En Afrique, restaurer les sols pour lutter contre la faim
04/11/2016
Crédit ci-après
© Dennis Mpairwe / Université de Makerere
Acteur engagé dans la lutte contre le changement climatique, le secteur agricole doit se réinventer en « climat smart agriculture ». Réintroduire la matière organique dans les sols est une des solutions. Exemples avec le CGIAR, le plus important partenariat mondial de recherche agricole pour un futur sans faim.

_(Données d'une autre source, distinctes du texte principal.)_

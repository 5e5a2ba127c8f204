//! Pipelines and buffers for the lit scene: starfield, globe, markers,
//! glow shells, sun helper and the boundary mask.

use super::helpers::{
    self, make_mesh_pipeline, mesh_vertex_layout, srgb_to_linear, MeshPipelineDesc, ADDITIVE,
    HDR_FORMAT, MASK_FORMAT,
};
use globe_core::constants::*;
use globe_core::{
    MarkerId, PreparedMap, RendererCapabilities, SceneGraph, ShellLook, SphereMesh, GLOBE_WGSL,
    MARKER_WGSL, SHELL_WGSL, STARS_WGSL, SUN_HELPER_WGSL,
};
use glam::{Mat4, Vec3};
use wgpu::util::DeviceExt;

#[repr(C)]
#[derive(Copy, Clone, bytemuck::Pod, bytemuck::Zeroable)]
struct Globals {
    view_proj: [[f32; 4]; 4],
    camera_pos: [f32; 4],
    sun_dir: [f32; 4],   // w = light intensity
    sun_color: [f32; 4], // w = ambient intensity
    params: [f32; 4],    // x = sun power, y = map bound, z = helper length
}

#[repr(C)]
#[derive(Copy, Clone, bytemuck::Pod, bytemuck::Zeroable)]
struct ObjectUniforms {
    model: [[f32; 4]; 4],
    color_a: [f32; 4],
    color_b: [f32; 4],
}

#[repr(C)]
#[derive(Copy, Clone, bytemuck::Pod, bytemuck::Zeroable)]
struct MarkerInstance {
    model: [[f32; 4]; 4],
    highlight: f32,
    _pad: [f32; 3],
}

const INSTANCE_ATTRS: [wgpu::VertexAttribute; 5] = wgpu::vertex_attr_array![
    3 => Float32x4, 4 => Float32x4, 5 => Float32x4, 6 => Float32x4, 7 => Float32
];
const STAR_ATTRS: [wgpu::VertexAttribute; 1] = wgpu::vertex_attr_array![0 => Float32x3];
const MIN_INSTANCE_CAPACITY: usize = 16;

struct MeshBuffers {
    vertex: wgpu::Buffer,
    index: wgpu::Buffer,
    index_count: u32,
}

impl MeshBuffers {
    fn upload(device: &wgpu::Device, label: &str, mesh: &SphereMesh) -> Self {
        let vertex = device.create_buffer_init(&wgpu::util::BufferInitDescriptor {
            label: Some(label),
            contents: bytemuck::cast_slice(&mesh.vertices),
            usage: wgpu::BufferUsages::VERTEX,
        });
        let index = device.create_buffer_init(&wgpu::util::BufferInitDescriptor {
            label: Some(label),
            contents: bytemuck::cast_slice(&mesh.indices),
            usage: wgpu::BufferUsages::INDEX,
        });
        Self {
            vertex,
            index,
            index_count: mesh.index_count(),
        }
    }

    fn draw(&self, rpass: &mut wgpu::RenderPass<'_>, instances: u32) {
        rpass.set_vertex_buffer(0, self.vertex.slice(..));
        rpass.set_index_buffer(self.index.slice(..), wgpu::IndexFormat::Uint32);
        rpass.draw_indexed(0..self.index_count, 0, 0..instances);
    }

    fn destroy(&self) {
        self.vertex.destroy();
        self.index.destroy();
    }
}

/// A per-object uniform buffer and the bind group that exposes it.
struct ObjectSlot {
    buffer: wgpu::Buffer,
    bind_group: wgpu::BindGroup,
}

impl ObjectSlot {
    fn new(device: &wgpu::Device, label: &str, layout: &wgpu::BindGroupLayout) -> Self {
        let buffer = device.create_buffer(&wgpu::BufferDescriptor {
            label: Some(label),
            size: std::mem::size_of::<ObjectUniforms>() as u64,
            usage: wgpu::BufferUsages::UNIFORM | wgpu::BufferUsages::COPY_DST,
            mapped_at_creation: false,
        });
        let bind_group = device.create_bind_group(&wgpu::BindGroupDescriptor {
            label: Some(label),
            layout,
            entries: &[wgpu::BindGroupEntry {
                binding: 0,
                resource: buffer.as_entire_binding(),
            }],
        });
        Self { buffer, bind_group }
    }

    fn write(&self, queue: &wgpu::Queue, uniforms: ObjectUniforms) {
        queue.write_buffer(&self.buffer, 0, bytemuck::bytes_of(&uniforms));
    }
}

/// Texture bound to the globe material plus its bind group. Swapped as a unit.
struct BaseMap {
    texture: wgpu::Texture,
    bind_group: wgpu::BindGroup,
}

pub(crate) struct ScenePipelines {
    linear_colors: bool,
    map_format: wgpu::TextureFormat,

    map_bgl: wgpu::BindGroupLayout,
    map_sampler: wgpu::Sampler,
    map: BaseMap,
    map_bound: bool,

    globals_buffer: wgpu::Buffer,
    globals_bg: wgpu::BindGroup,

    globe_pipeline: wgpu::RenderPipeline,
    glow_pipeline: wgpu::RenderPipeline,
    mask_pipeline: wgpu::RenderPipeline,
    stars_pipeline: wgpu::RenderPipeline,
    marker_pipeline: wgpu::RenderPipeline,
    sun_pipeline: wgpu::RenderPipeline,

    globe_mesh: MeshBuffers,
    atmosphere_mesh: MeshBuffers,
    boundary_mesh: MeshBuffers,
    marker_mesh: MeshBuffers,
    star_buffer: wgpu::Buffer,
    star_count: u32,

    globe_obj: ObjectSlot,
    atmosphere_obj: ObjectSlot,
    boundary_obj: ObjectSlot,
    stars_obj: ObjectSlot,
    marker_obj: ObjectSlot,

    instance_buffer: wgpu::Buffer,
    instance_capacity: usize,
    instance_count: u32,
}

fn instance_buffer(device: &wgpu::Device, capacity: usize) -> wgpu::Buffer {
    device.create_buffer(&wgpu::BufferDescriptor {
        label: Some("marker_instances"),
        size: (capacity * std::mem::size_of::<MarkerInstance>()) as u64,
        usage: wgpu::BufferUsages::VERTEX | wgpu::BufferUsages::COPY_DST,
        mapped_at_creation: false,
    })
}

fn shader(device: &wgpu::Device, label: &str, source: &'static str) -> wgpu::ShaderModule {
    device.create_shader_module(wgpu::ShaderModuleDescriptor {
        label: Some(label),
        source: wgpu::ShaderSource::Wgsl(source.into()),
    })
}

fn pipeline_layout(
    device: &wgpu::Device,
    label: &str,
    groups: &[&wgpu::BindGroupLayout],
) -> wgpu::PipelineLayout {
    device.create_pipeline_layout(&wgpu::PipelineLayoutDescriptor {
        label: Some(label),
        bind_group_layouts: groups,
        push_constant_ranges: &[],
    })
}

fn cols(m: Mat4) -> [[f32; 4]; 4] {
    m.to_cols_array_2d()
}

Plus de la moitié des recherches de CGIAR sont aujourd’hui tournées vers l’adaptation de l’agriculture au changement climatique. Pour Alain Vidal, directeur des partenariats et de la stratégie de CGIAR, « nous devons imaginer une « climat smart agriculture », adaptée aux enjeux imposés par le climat, qui assure une sécurité alimentaire tout en atténuant ses émissions de carbone et de méthane. Préserver et restaurer la matière organique dans les sols est une des solutions pour une agriculture résiliente et productive. Depuis vingt ans, nous expérimentons l’agriculture de conservation et plus récemment l’agro-écologie. Le sol est le parent pauvre de la recherche : les bailleurs de fonds préfèrent soutenir les recherches aux impacts visibles et rapides, ce qui n’est pas toujours le cas avec le sol !»

La restauration de la matière organique dans les sols a été la clef de voûte de la réussite de plusieurs projets de CGIAR. Focus sur deux projets.

Corridor du bétail, ouest de l’Ouganda, 2007

Crédit ci-après
© Dennis Mpairwe / Université de Makerere
Crédit ci-après
© Denis Mpairwe / Université de Makerere
L’herbe y est rare, les vaches et les bergers y sont maigres. L’érosion est forte et les pâturages secs, d’autant plus secs que les termites consomment les repousses d’herbe en en laissant d’autant moins pour les bêtes. Le programme de recherche CGIAR sur l’eau et l’alimentation propose aux éleveurs de se regrouper pour parquer l’ensemble du bétail la nuit dans des enclos qui sont déplacés régulièrement… Intensifier ? Non ! Selon Dennis Mpairwe de l’Université de Makerere (Ouganda), « nous avons appris aux bergers à conserver la bouses de vache pour les sols plutôt que pour alimenter leurs feux. Les déjections de nombreux animaux sur une petite surface enrichissent le sol en carbone. Les termites se ruent dessus, délaissant l’herbe qui se met alors à repousser et à s’étendre, grâce à l’amélioration de la matière organique du sol. En deux ans les résultats ont été fantastiques, plusieurs milliers d’hectares ont reverdi».

Niger-Burkina Faso-Mali-Sénégal, 2011

Plus de 200 millions d’arbres sont plantés sur 5 millions d’hectares grâce au projet de « régénération naturelle par les agriculteurs ». Les arbres restaurent les sols et créent des microclimats plus humides et plus propices aux cultures. « Les résultats de l’ICRAF, notre Centre international de recherche sur l’agroforesterie, sont incroyables : 500 000 tonnes de céréales supplémentaires sont produites chaque année grâce à ce projet d’agroforesterie, touchant 2,5 millions de personnes. Les revenus des agriculteurs ont augmenté de 50 dollars par hectare. Augmenter le stockage de carbone c’est augmenter la sécurité alimentaire et l’adaptabilité de l’agriculture au climat ! »

Rôle et mission du CGIAR : Ce groupe consultatif pour la recherche agricole internationale a été créé en 1971 à l’initiative de 18 pays, organisations internationales et fondations. Il coordonne les programmes de recherche agricole internationale pour réduire la pauvreté et assurer la sécurité alimentaire dans les pays en développement. Le CGIAR emploie aujourd’hui plus de 10 000 personnes dans plus de 70 pays et 15 centres de recherche.